Some species of ants are more aggressive than others, and many plants don't have any choice about which species visit.
Researchers report for the first time that when plants supply ants with nectar, it boosts the ants' desire for meat, potentially making them better bodyguards for the plant.
"If you have enough birthday cake or soda pop, you're eventually going to want something of substance," said team leader Joshua A. Ness, an ecologist at the University of Arizona in Tucson.
The same is true of ants, he said.

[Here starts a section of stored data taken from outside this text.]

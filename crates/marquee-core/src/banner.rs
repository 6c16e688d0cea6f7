//! Featured banner selection.

use marquee_api::{MediaKind, MetadataProvider, ProviderRecord};
use rand::Rng;

use crate::catalog::Category;
use crate::models::{MediaExtras, MediaId, MediaSummary};
use crate::normalize::summarize;
use crate::resolver::resolve;

/// Banner overview length before truncation.
pub const OVERVIEW_LIMIT: usize = 150;

#[derive(Debug, Clone, PartialEq)]
pub enum BannerState {
    Loading,
    Featured(MediaSummary),
}

/// The item featured when neither category yields anything.
pub fn fallback_feature() -> MediaSummary {
    MediaSummary {
        id: MediaId::Provider("tt0111161".into()),
        title: "The Shawshank Redemption".into(),
        overview: "Two imprisoned men bond over a number of years, finding solace and eventual \
                   redemption through acts of common decency."
            .into(),
        image_ref: Some(
            "https://m.media-amazon.com/images/M/MV5BMDFkYTc0MGEtZmNhMC00ZDIzLWFmNTEtODM1ZmRlYWMwMWFmXkEyXkFqcGdeQXVyMTMxODk2OTU@._V1_SX300.jpg"
                .into(),
        ),
        rating: 9.3,
        year: "1994".into(),
        released: Some("1994-09-23".into()),
        genre: "Drama".into(),
        director: "Frank Darabont".into(),
        cast: "Tim Robbins, Morgan Freeman, Bob Gunton".into(),
        runtime: "142 min".into(),
        kind: Some(MediaKind::Movie),
        extras: MediaExtras {
            rated: Some("R".into()),
            awards: None,
            box_office: None,
            country: Some("United States".into()),
            language: Some("English".into()),
        },
    }
}

/// Pick the featured item: a uniform draw from `primary`, else from
/// `secondary`, else [`fallback_feature`]. A category that fails to resolve
/// counts as empty.
pub async fn pick_featured<P, R>(
    provider: &P,
    primary: &Category,
    secondary: &Category,
    rng: &mut R,
) -> MediaSummary
where
    P: MetadataProvider,
    R: Rng + ?Sized,
{
    for category in [primary, secondary] {
        match resolve(provider, &category.source).await {
            Ok(records) if !records.is_empty() => {
                tracing::debug!(category = %category.key, candidates = records.len(), "drawing banner item");
                return draw(records, rng);
            }
            Ok(_) => tracing::debug!(category = %category.key, "banner category empty"),
            Err(e) => tracing::warn!(category = %category.key, error = %e, "banner category failed"),
        }
    }

    tracing::info!("using built-in banner item");
    fallback_feature()
}

/// Uniform draw from a non-empty list.
fn draw<R: Rng + ?Sized>(mut records: Vec<ProviderRecord>, rng: &mut R) -> MediaSummary {
    let index = rng.random_range(0..records.len());
    summarize(records.swap_remove(index))
}

/// Owns the banner's state and guards it against superseded loads.
#[derive(Debug)]
pub struct BannerController {
    primary: Category,
    secondary: Category,
    state: BannerState,
    latest: u64,
}

/// Identifies one banner load.
#[derive(Debug, Clone, Copy, PartialEq, Eq)]
pub struct BannerTicket(u64);

impl BannerController {
    pub fn new(primary: Category, secondary: Category) -> Self {
        Self {
            primary,
            secondary,
            state: BannerState::Loading,
            latest: 0,
        }
    }

    pub fn state(&self) -> &BannerState {
        &self.state
    }

    pub fn categories(&self) -> (&Category, &Category) {
        (&self.primary, &self.secondary)
    }

    pub fn begin(&mut self) -> BannerTicket {
        self.latest += 1;
        self.state = BannerState::Loading;
        BannerTicket(self.latest)
    }

    pub fn finish(&mut self, ticket: BannerTicket, featured: MediaSummary) -> bool {
        if ticket.0 != self.latest {
            return false;
        }
        self.state = BannerState::Featured(featured);
        true
    }

    /// Run one whole load in place.
    pub async fn load<P, R>(&mut self, provider: &P, rng: &mut R) -> &BannerState
    where
        P: MetadataProvider,
        R: Rng + ?Sized,
    {
        let ticket = self.begin();
        let featured = pick_featured(provider, &self.primary, &self.secondary, rng).await;
        self.finish(ticket, featured);
        &self.state
    }

    /// Banner blurb, cut to [`OVERVIEW_LIMIT`].
    pub fn overview(&self) -> Option<String> {
        match &self.state {
            BannerState::Featured(item) => Some(item.truncated_overview(OVERVIEW_LIMIT)),
            BannerState::Loading => None,
        }
    }

    /// The featured item, forwarded to the detail flow on click.
    pub fn select(&self) -> Option<MediaSummary> {
        match &self.state {
            BannerState::Featured(item) => Some(item.clone()),
            BannerState::Loading => None,
        }
    }
}

#[cfg(test)]
mod tests {
    use rand::rngs::StdRng;
    use rand::SeedableRng;

    use super::*;
    use crate::catalog::Category;
    use crate::testing::{record, FakeError, FakeProvider};

    fn categories() -> (Category, Category) {
        (
            Category::titles("primary", "Primary", &["P1", "P2", "P3"]),
            Category::titles("secondary", "Secondary", &["S1"]),
        )
    }

    #[tokio::test]
    async fn test_draw_from_primary() {
        let (primary, secondary) = categories();
        let fake = FakeProvider::with_titles(&["P1", "P2", "P3", "S1"]);
        let mut rng = StdRng::seed_from_u64(7);

        for _ in 0..10 {
            let featured = pick_featured(&fake, &primary, &secondary, &mut rng).await;
            assert!(["P1", "P2", "P3"].contains(&featured.title.as_str()));
        }
    }

    #[tokio::test]
    async fn test_empty_primary_falls_to_secondary() {
        let (primary, secondary) = categories();
        let fake = FakeProvider::with_titles(&["S1"]);
        let mut rng = StdRng::seed_from_u64(1);

        let featured = pick_featured(&fake, &primary, &secondary, &mut rng).await;
        assert_eq!(featured.title, "S1");
    }

    #[tokio::test]
    async fn test_failed_listing_falls_to_secondary() {
        let primary = Category::search("anything", None);
        let (_, secondary) = categories();
        let fake = FakeProvider::with_titles(&["S1"]).search(Err(FakeError::Down));
        let mut rng = StdRng::seed_from_u64(1);

        let featured = pick_featured(&fake, &primary, &secondary, &mut rng).await;
        assert_eq!(featured.title, "S1");
    }

    #[tokio::test]
    async fn test_both_empty_uses_fallback_exactly() {
        let (primary, secondary) = categories();
        let fake = FakeProvider::new().title("S1", Err(FakeError::Down));
        let mut rng = StdRng::seed_from_u64(1);

        let featured = pick_featured(&fake, &primary, &secondary, &mut rng).await;
        assert_eq!(featured, fallback_feature());
        assert_eq!(featured.id, MediaId::Provider("tt0111161".into()));
        assert_eq!(featured.title, "The Shawshank Redemption");
    }

    #[test]
    fn test_draw_covers_every_index() {
        let mut rng = StdRng::seed_from_u64(42);
        let mut seen = std::collections::HashSet::new();
        for _ in 0..200 {
            let records = vec![record("A"), record("B"), record("C")];
            seen.insert(draw(records, &mut rng).title);
        }
        assert_eq!(seen.len(), 3);
    }

    #[tokio::test]
    async fn test_controller_select_after_load() {
        let (primary, secondary) = categories();
        let fake = FakeProvider::new();
        let mut banner = BannerController::new(primary, secondary);
        assert!(banner.select().is_none());

        banner.load(&fake, &mut StdRng::seed_from_u64(3)).await;
        assert_eq!(banner.select(), Some(fallback_feature()));
        assert!(banner.overview().unwrap().starts_with("Two imprisoned men"));
    }

    #[test]
    fn test_controller_discards_superseded_load() {
        let (primary, secondary) = categories();
        let mut banner = BannerController::new(primary, secondary);
        let first = banner.begin();
        let second = banner.begin();

        assert!(!banner.finish(first, fallback_feature()));
        assert_eq!(*banner.state(), BannerState::Loading);
        assert!(banner.finish(second, fallback_feature()));
    }
}
//! Provider record → [`MediaSummary`] conversion.
//!
//! This is the only place that knows how provider fields degrade: missing,
//! blank and `"N/A"` values all become the documented defaults, and nothing
//! here can fail.

use marquee_api::{MediaKind, ProviderRecord};

use crate::models::{MediaExtras, MediaId, MediaSummary};

/// Overview shown when the provider has no plot.
pub const PLACEHOLDER_OVERVIEW: &str = "No description available.";

/// Sentinel the provider uses for "no value".
pub const MISSING: &str = "N/A";

/// Convert one raw provider record into a summary.
pub fn summarize(record: ProviderRecord) -> MediaSummary {
    let id = match present(record.id) {
        Some(id) => MediaId::Provider(id),
        None => MediaId::local(),
    };

    MediaSummary {
        id,
        title: record.title.unwrap_or_default(),
        overview: present(record.plot).unwrap_or_else(|| PLACEHOLDER_OVERVIEW.to_string()),
        image_ref: present(record.poster),
        rating: parse_rating(record.rating.as_deref()),
        year: record.year.unwrap_or_default(),
        released: present(record.released),
        genre: record.genre.unwrap_or_default(),
        director: record.director.unwrap_or_default(),
        cast: record.actors.unwrap_or_default(),
        runtime: record.runtime.unwrap_or_default(),
        kind: record.kind.as_deref().and_then(MediaKind::parse),
        extras: MediaExtras {
            rated: present(record.rated),
            awards: present(record.awards),
            box_office: present(record.box_office),
            country: present(record.country),
            language: present(record.language),
        },
    }
}

/// Keep a value only if it is non-blank and not the [`MISSING`] sentinel.
pub fn present(value: Option<String>) -> Option<String> {
    value.filter(|v| {
        let v = v.trim();
        !v.is_empty() && v != MISSING
    })
}

/// Parse a rating like `"8.3"`. Missing, unparsable or non-finite → 0.
pub fn parse_rating(raw: Option<&str>) -> f32 {
    raw.and_then(|r| r.trim().parse::<f32>().ok())
        .filter(|r| r.is_finite() && *r >= 0.0)
        .unwrap_or(0.0)
}

/// Tidy a comma-joined genre list; `"N/A"` when there is none.
pub fn format_genres(genre: &str) -> String {
    let parts: Vec<&str> = genre
        .split(',')
        .map(str::trim)
        .filter(|g| !g.is_empty())
        .collect();
    if parts.is_empty() {
        MISSING.to_string()
    } else {
        parts.join(", ")
    }
}
pub mod banner;
pub mod catalog;
pub mod config;
pub mod detail;
pub mod error;
pub mod models;
pub mod normalize;
pub mod resolver;
pub mod row;
pub mod trailer;

#[cfg(test)]
mod testing;
//! Clients for the external services the browser talks to: OMDb for
//! movie/show metadata and TMDB for trailer videos.

pub mod omdb;
pub mod tmdb;
pub mod traits;

pub use traits::{
    FailureKind, MediaKind, MetadataProvider, ProviderFailure, ProviderRecord, SearchPage,
    TrailerLookup, TrailerQuery,
};
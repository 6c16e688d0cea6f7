//! Tracing setup.
//!
//! `RUST_LOG` wins over the configured filter. Output goes to stderr, or to
//! `<directory>/marquee.YYYY-MM-DD` with daily rotation when a directory is
//! configured.

use tracing_appender::non_blocking::WorkerGuard;
use tracing_appender::rolling::{RollingFileAppender, Rotation};
use tracing_subscriber::layer::SubscriberExt;
use tracing_subscriber::util::SubscriberInitExt;
use tracing_subscriber::{fmt, EnvFilter};

use marquee_core::config::LoggingConfig;

use crate::RuntimeError;

const LOG_FILE_PREFIX: &str = "marquee";

/// Install the global subscriber. Keep the returned guard alive for as long
/// as file logging should flush.
pub fn init(config: &LoggingConfig) -> Result<Option<WorkerGuard>, RuntimeError> {
    let filter = EnvFilter::try_from_default_env().unwrap_or_else(|_| EnvFilter::new(&config.filter));

    let Some(dir) = &config.directory else {
        tracing_subscriber::registry()
            .with(filter)
            .with(fmt::layer().with_writer(std::io::stderr))
            .try_init()
            .map_err(|e| RuntimeError::Logging(e.to_string()))?;
        return Ok(None);
    };

    std::fs::create_dir_all(dir).map_err(|e| RuntimeError::Logging(e.to_string()))?;
    let appender = RollingFileAppender::new(Rotation::DAILY, dir, LOG_FILE_PREFIX);
    let (writer, guard) = tracing_appender::non_blocking(appender);

    tracing_subscriber::registry()
        .with(filter)
        .with(fmt::layer().with_writer(writer).with_ansi(false))
        .try_init()
        .map_err(|e| RuntimeError::Logging(e.to_string()))?;

    tracing::info!(dir = %dir.display(), "file logging initialized");
    Ok(Some(guard))
}
//! Detail overlay controller.
//!
//! Selecting an item opens a [`DetailState`] tagged with a fresh
//! [`DetailTicket`]. The by-id enrichment and the trailer lookup run
//! independently and report back with that ticket; a result whose ticket is
//! no longer current (the view closed or another item was selected) is
//! dropped.

use marquee_api::{MetadataProvider, ProviderRecord, TrailerLookup};

use crate::models::{DetailState, MediaSummary};
use crate::trailer::TrailerRef;

#[derive(Debug, Clone, Copy, PartialEq, Eq)]
pub struct DetailTicket(u64);

#[derive(Debug, Default)]
pub struct DetailController {
    latest: u64,
    current: Option<(DetailTicket, DetailState)>,
}

impl DetailController {
    pub fn new() -> Self {
        Self::default()
    }

    /// Show `summary` immediately; the returned ticket tags its lookups.
    pub fn open(&mut self, summary: MediaSummary) -> DetailTicket {
        self.latest += 1;
        let ticket = DetailTicket(self.latest);
        tracing::debug!(id = %summary.id, title = %summary.title, "opening detail view");
        self.current = Some((ticket, DetailState::new(summary)));
        ticket
    }

    pub fn close(&mut self) {
        self.current = None;
    }

    pub fn state(&self) -> Option<&DetailState> {
        self.current.as_ref().map(|(_, state)| state)
    }

    pub fn is_current(&self, ticket: DetailTicket) -> bool {
        matches!(&self.current, Some((t, _)) if *t == ticket)
    }

    fn subject_mut(&mut self, ticket: DetailTicket) -> Option<&mut DetailState> {
        match &mut self.current {
            Some((t, state)) if *t == ticket => Some(state),
            _ => {
                tracing::debug!("discarding stale detail result");
                None
            }
        }
    }

    /// Apply the by-id outcome. `None` means the lookup failed and the
    /// summary stays as it was. Returns whether anything was applied.
    pub fn apply_enrichment(&mut self, ticket: DetailTicket, record: Option<ProviderRecord>) -> bool {
        let Some(state) = self.subject_mut(ticket) else {
            return false;
        };
        match record {
            Some(record) => state.apply_enrichment(record),
            None => state.mark_enrichment_failed(),
        }
        true
    }

    pub fn apply_trailer(&mut self, ticket: DetailTicket, trailer: Option<TrailerRef>) -> bool {
        let Some(state) = self.subject_mut(ticket) else {
            return false;
        };
        state.apply_trailer(trailer);
        true
    }

    /// Run both lookups for the open subject and apply them in place.
    pub async fn settle<P, T>(&mut self, provider: &P, trailers: &T)
    where
        P: MetadataProvider,
        T: TrailerLookup,
    {
        let Some((ticket, state)) = &self.current else {
            return;
        };
        let ticket = *ticket;
        let id = state.enrichment_id().map(str::to_string);
        let query = state.trailer_query();

        let enrich = async {
            match id {
                Some(id) => Some(fetch_enrichment(provider, &id).await),
                None => None,
            }
        };
        let (record, trailer) =
            futures::join!(enrich, crate::trailer::find_trailer(trailers, &query));

        if let Some(record) = record {
            self.apply_enrichment(ticket, record);
        }
        self.apply_trailer(ticket, trailer);
    }
}

/// Best-effort by-id lookup. Failures are logged and come back as `None`.
pub async fn fetch_enrichment<P: MetadataProvider>(provider: &P, id: &str) -> Option<ProviderRecord> {
    match provider.get_by_id(id).await {
        Ok(record) => Some(record),
        Err(e) => {
            tracing::info!(id, error = %e, "could not fetch additional details, using existing data");
            None
        }
    }
}
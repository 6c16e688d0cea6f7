use thiserror::Error;

/// Errors from the TMDB trailer client.
#[derive(Debug, Error)]
pub enum TmdbError {
    #[error("HTTP error: {0}")]
    Http(#[from] reqwest::Error),

    #[error("API error (status {status}): {message}")]
    Api { status: u16, message: String },

    #[error("parse error: {0}")]
    Parse(String),
}
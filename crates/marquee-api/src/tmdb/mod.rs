pub mod client;
pub mod error;
pub mod types;

pub use client::{NoTrailers, TmdbTrailerClient};
pub use error::TmdbError;
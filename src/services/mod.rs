mod database;

pub use database::Database;
use axum::{
    extract::{Path, Query, State},
    http::StatusCode,
    response::IntoResponse,
    Json,
};

use crate::error::AppError;
use crate::middleware::RequestId;
use crate::models::{CreatePayment, ListPaymentsQuery};
use crate::AppState;

/// Accept a payment against an invoice.
///
/// 201 on success; 404 unknown invoice; 400 void invoice; 409 duplicate
/// reference or overpayment under the default policy; 422 malformed input.
#[axum::debug_handler]
pub async fn create_payment(
    State(state): State<AppState>,
    RequestId(request_id): RequestId,
    Json(payload): Json<CreatePayment>,
) -> Result<impl IntoResponse, AppError> {
    payload
        .validate_payload()
        .map_err(|errors| AppError::RequestValidation { errors, request_id })?;

    let payment = state
        .db
        .accept_payment(&payload, state.config.payments)
        .await?;

    Ok((StatusCode::CREATED, Json(payment)))
}

#[axum::debug_handler]
pub async fn get_payment(
    State(state): State<AppState>,
    Path(payment_id): Path<i64>,
) -> Result<impl IntoResponse, AppError> {
    let payment = state
        .db
        .get_payment(payment_id)
        .await?
        .ok_or_else(|| AppError::NotFound(anyhow::anyhow!("Payment not found")))?;

    Ok(Json(payment))
}

#[axum::debug_handler]
pub async fn list_payments(
    State(state): State<AppState>,
    Query(filter): Query<ListPaymentsQuery>,
) -> Result<impl IntoResponse, AppError> {
    let payments = state.db.list_payments(&filter).await?;
    Ok(Json(payments))
}
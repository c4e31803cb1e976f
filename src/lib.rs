//! billing-api: back-office billing service for customers, properties,
//! invoices, and payments.
//!
//! The core behavior is the payment acceptance workflow: one transactional
//! operation that validates an incoming payment against invoice state,
//! persists it under store constraints, recomputes the paid total with exact
//! decimal arithmetic, and transitions the invoice status.

pub mod config;
pub mod error;
pub mod handlers;
pub mod middleware;
pub mod models;
pub mod observability;
pub mod services;

use axum::{
    middleware::from_fn,
    routing::{get, post},
    Router,
};
use tower_http::{cors::CorsLayer, trace::TraceLayer};

use crate::config::Settings;
use crate::services::Database;

#[derive(Clone)]
pub struct AppState {
    pub config: Settings,
    pub db: Database,
}

pub fn build_router(state: AppState) -> Router {
    let api = Router::new()
        .route(
            "/customers",
            post(handlers::customers::create_customer).get(handlers::customers::list_customers),
        )
        .route(
            "/customers/:customer_id",
            get(handlers::customers::get_customer),
        )
        .route(
            "/properties",
            post(handlers::properties::create_property).get(handlers::properties::list_properties),
        )
        .route(
            "/properties/:property_id",
            get(handlers::properties::get_property),
        )
        .route(
            "/invoices",
            post(handlers::invoices::create_invoice).get(handlers::invoices::list_invoices),
        )
        .route("/invoices/:invoice_id", get(handlers::invoices::get_invoice))
        .route(
            "/payments",
            post(handlers::payments::create_payment).get(handlers::payments::list_payments),
        )
        .route("/payments/:payment_id", get(handlers::payments::get_payment));

    Router::new()
        .route("/health", get(handlers::health::health_check))
        .nest("/api/v1", api)
        .layer(from_fn(middleware::request_id_middleware))
        .layer(TraceLayer::new_for_http())
        .layer(CorsLayer::permissive())
        .with_state(state)
}
pub mod request_id;

pub use request_id::{request_id_middleware, RequestId, REQUEST_ID_HEADER};
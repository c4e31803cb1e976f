use chrono::{DateTime, Utc};
use serde::{Deserialize, Serialize};
use sqlx::FromRow;
use validator::Validate;

#[derive(Debug, Clone, Serialize, Deserialize, FromRow)]
pub struct Customer {
    pub customer_id: i64,
    pub first_name: String,
    pub last_name: String,
    pub email: Option<String>,
    pub phone: Option<String>,
    pub is_active: bool,
    pub created_utc: DateTime<Utc>,
}

/// Input for creating a customer.
#[derive(Debug, Deserialize, Validate)]
pub struct CreateCustomer {
    #[validate(length(min = 1, max = 80, message = "first_name is required"))]
    pub first_name: String,
    #[validate(length(min = 1, max = 80, message = "last_name is required"))]
    pub last_name: String,
    #[validate(email(message = "Invalid email format"))]
    pub email: Option<String>,
    #[validate(length(max = 30, message = "phone must be at most 30 characters"))]
    pub phone: Option<String>,
    #[serde(default = "default_active")]
    pub is_active: bool,
}

fn default_active() -> bool {
    true
}
use axum::{
    extract::{Path, State},
    http::StatusCode,
    response::IntoResponse,
    Json,
};
use validator::Validate;

use crate::error::AppError;
use crate::middleware::RequestId;
use crate::models::CreateProperty;
use crate::AppState;

#[axum::debug_handler]
pub async fn create_property(
    State(state): State<AppState>,
    RequestId(request_id): RequestId,
    Json(payload): Json<CreateProperty>,
) -> Result<impl IntoResponse, AppError> {
    payload
        .validate()
        .map_err(|errors| AppError::RequestValidation { errors, request_id })?;

    let property = state.db.create_property(&payload).await?;

    Ok((StatusCode::CREATED, Json(property)))
}

#[axum::debug_handler]
pub async fn get_property(
    State(state): State<AppState>,
    Path(property_id): Path<i64>,
) -> Result<impl IntoResponse, AppError> {
    let property = state
        .db
        .get_property(property_id)
        .await?
        .ok_or_else(|| AppError::NotFound(anyhow::anyhow!("Property not found")))?;

    Ok(Json(property))
}

#[axum::debug_handler]
pub async fn list_properties(
    State(state): State<AppState>,
) -> Result<impl IntoResponse, AppError> {
    let properties = state.db.list_properties().await?;
    Ok(Json(properties))
}
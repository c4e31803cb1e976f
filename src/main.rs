use std::net::SocketAddr;

use billing_api::{
    build_router, config::Settings, observability::init_tracing, services::Database, AppState,
};
use tokio::signal;

#[tokio::main]
async fn main() -> Result<(), billing_api::error::AppError> {
    // Load configuration - fail fast if invalid
    let config = Settings::load()?;

    init_tracing(&config.log_level);

    tracing::info!(service = %config.service_name, "Starting billing back-office service");

    let db = Database::new(
        &config.database.url,
        config.database.max_connections,
        config.database.min_connections,
    )
    .await?;

    db.run_migrations().await?;
    tracing::info!("Database initialized successfully");

    let addr = SocketAddr::from(([0, 0, 0, 0], config.port));
    let state = AppState { config, db };
    let app = build_router(state);

    tracing::info!(address = %addr, "Listening");

    let listener = tokio::net::TcpListener::bind(addr).await?;

    axum::serve(listener, app)
        .with_graceful_shutdown(shutdown_signal())
        .await?;

    tracing::info!("Service shutdown complete");
    Ok(())
}

async fn shutdown_signal() {
    let ctrl_c = async {
        signal::ctrl_c()
            .await
            .expect("failed to install Ctrl+C handler");
    };

    #[cfg(unix)]
    let terminate = async {
        signal::unix::signal(signal::unix::SignalKind::terminate())
            .expect("failed to install signal handler")
            .recv()
            .await;
    };

    #[cfg(not(unix))]
    let terminate = std::future::pending::<()>();

    tokio::select! {
        _ = ctrl_c => {
            tracing::info!("Received SIGINT, starting graceful shutdown");
        },
        _ = terminate => {
            tracing::info!("Received SIGTERM, starting graceful shutdown");
        },
    }
}
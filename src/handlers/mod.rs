pub mod customers;
pub mod health;
pub mod invoices;
pub mod payments;
pub mod properties;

And the most convenient protein packets for ants on plants are often insects that are there to munch on the plant.
Nectar isn't just found in flowers. Many plants exude nectar from little pores on the plant, called extrafloral nectaries, that attract ants.
"The plant wants ants to be protein eaters while they are on the plant," said team member Judith L. Bronstein, a professor in UA's department of ecology and evolutionary biology. "The plant gets them really jacked up on carbs so they're desperate for protein."
Ness's presentation on the team's findings, "Contrasting the diet and aggressiveness of the ant bodyguards tending an extrafloral nectary-bearing plant," will be given at 10:10 a.m. on Wednesday, Aug. 4, in Room D135 of the Oregon Convention Center in Portland, Ore., at the annual meeting of the Ecological Society of America. Ecologist William F. Morris of Duke University in Durham, N.C., is also a team member. The research was funded by the National Science Foundation and the National Institutes of Health.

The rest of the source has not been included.